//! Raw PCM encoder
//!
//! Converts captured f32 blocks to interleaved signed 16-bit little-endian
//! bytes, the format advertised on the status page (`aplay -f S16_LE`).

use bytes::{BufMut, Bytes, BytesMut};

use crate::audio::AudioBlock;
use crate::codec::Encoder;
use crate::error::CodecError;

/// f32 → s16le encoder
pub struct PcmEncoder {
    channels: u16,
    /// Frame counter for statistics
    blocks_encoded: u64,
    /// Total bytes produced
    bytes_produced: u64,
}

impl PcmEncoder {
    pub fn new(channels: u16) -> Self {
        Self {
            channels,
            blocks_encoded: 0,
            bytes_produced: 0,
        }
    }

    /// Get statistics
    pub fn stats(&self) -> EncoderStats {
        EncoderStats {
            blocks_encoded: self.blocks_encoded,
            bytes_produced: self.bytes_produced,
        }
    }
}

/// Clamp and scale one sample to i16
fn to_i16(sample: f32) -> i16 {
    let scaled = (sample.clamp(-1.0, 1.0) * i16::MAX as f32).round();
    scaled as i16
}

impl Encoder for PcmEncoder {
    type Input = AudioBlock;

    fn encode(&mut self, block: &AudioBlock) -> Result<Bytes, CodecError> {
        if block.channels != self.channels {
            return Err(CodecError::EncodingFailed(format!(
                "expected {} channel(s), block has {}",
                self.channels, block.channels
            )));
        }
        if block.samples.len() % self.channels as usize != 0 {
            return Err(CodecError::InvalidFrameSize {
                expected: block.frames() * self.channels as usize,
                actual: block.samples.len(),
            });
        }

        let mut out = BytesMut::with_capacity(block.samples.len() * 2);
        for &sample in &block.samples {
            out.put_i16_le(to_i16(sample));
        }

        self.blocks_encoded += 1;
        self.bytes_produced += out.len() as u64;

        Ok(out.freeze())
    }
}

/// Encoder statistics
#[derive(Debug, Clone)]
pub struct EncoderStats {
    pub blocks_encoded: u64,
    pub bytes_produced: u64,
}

:::

Task item
Transcribe each of the records verbatim.

Task solution
//! Raw PCM encoder
//!
//! Converts captured f32 blocks to interleaved signed 16-bit little-endian
//! bytes, the format advertised on the status page (`aplay -f S16_LE`).

use bytes::{BufMut, Bytes, BytesMut};

use crate::audio::AudioBlock;
use crate::codec::Encoder;
use crate::error::CodecError;

/// f32 → s16le encoder
pub struct PcmEncoder {
    channels: u16,
    /// Frame counter for statistics
    blocks_encoded: u64,
    /// Total bytes produced
    bytes_produced: u64,
}

impl PcmEncoder {
    pub fn new(channels: u16) -> Self {
        Self {
            channels,
            blocks_encoded: 0,
            bytes_produced: 0,
        }
    }

    /// Get statistics
    pub fn stats(&self) -> EncoderStats {
        EncoderStats {
            blocks_encoded: self.blocks_encoded,
            bytes_produced: self.bytes_produced,
        }
    }
}

/// Clamp and scale one sample to i16
fn to_i16(sample: f32) -> i16 {
    let scaled = (sample.clamp(-1.0, 1.0) * i16::MAX as f32).round();
    scaled as i16
}

impl Encoder for PcmEncoder {
    type Input = AudioBlock;

    fn encode(&mut self, block: &AudioBlock) -> Result<Bytes, CodecError> {
        if block.channels != self.channels {
            return Err(CodecError::EncodingFailed(format!(
                "expected {} channel(s), block has {}",
                self.channels, block.channels
            )));
        }
        if block.samples.len() % self.channels as usize != 0 {
            return Err(CodecError::InvalidFrameSize {
                expected: block.frames() * self.channels as usize,
                actual: block.samples.len(),
            });
        }

        let mut out = BytesMut::with_capacity(block.samples.len() * 2);
        for &sample in &block.samples {
            out.put_i16_le(to_i16(sample));
        }

        self.blocks_encoded += 1;
        self.bytes_produced += out.len() as u64;

        Ok(out.freeze())
    }
}

/// Encoder statistics
#[derive(Debug, Clone)]
pub struct EncoderStats {
    pub blocks_encoded: u64,
    pub bytes_produced: u64,
}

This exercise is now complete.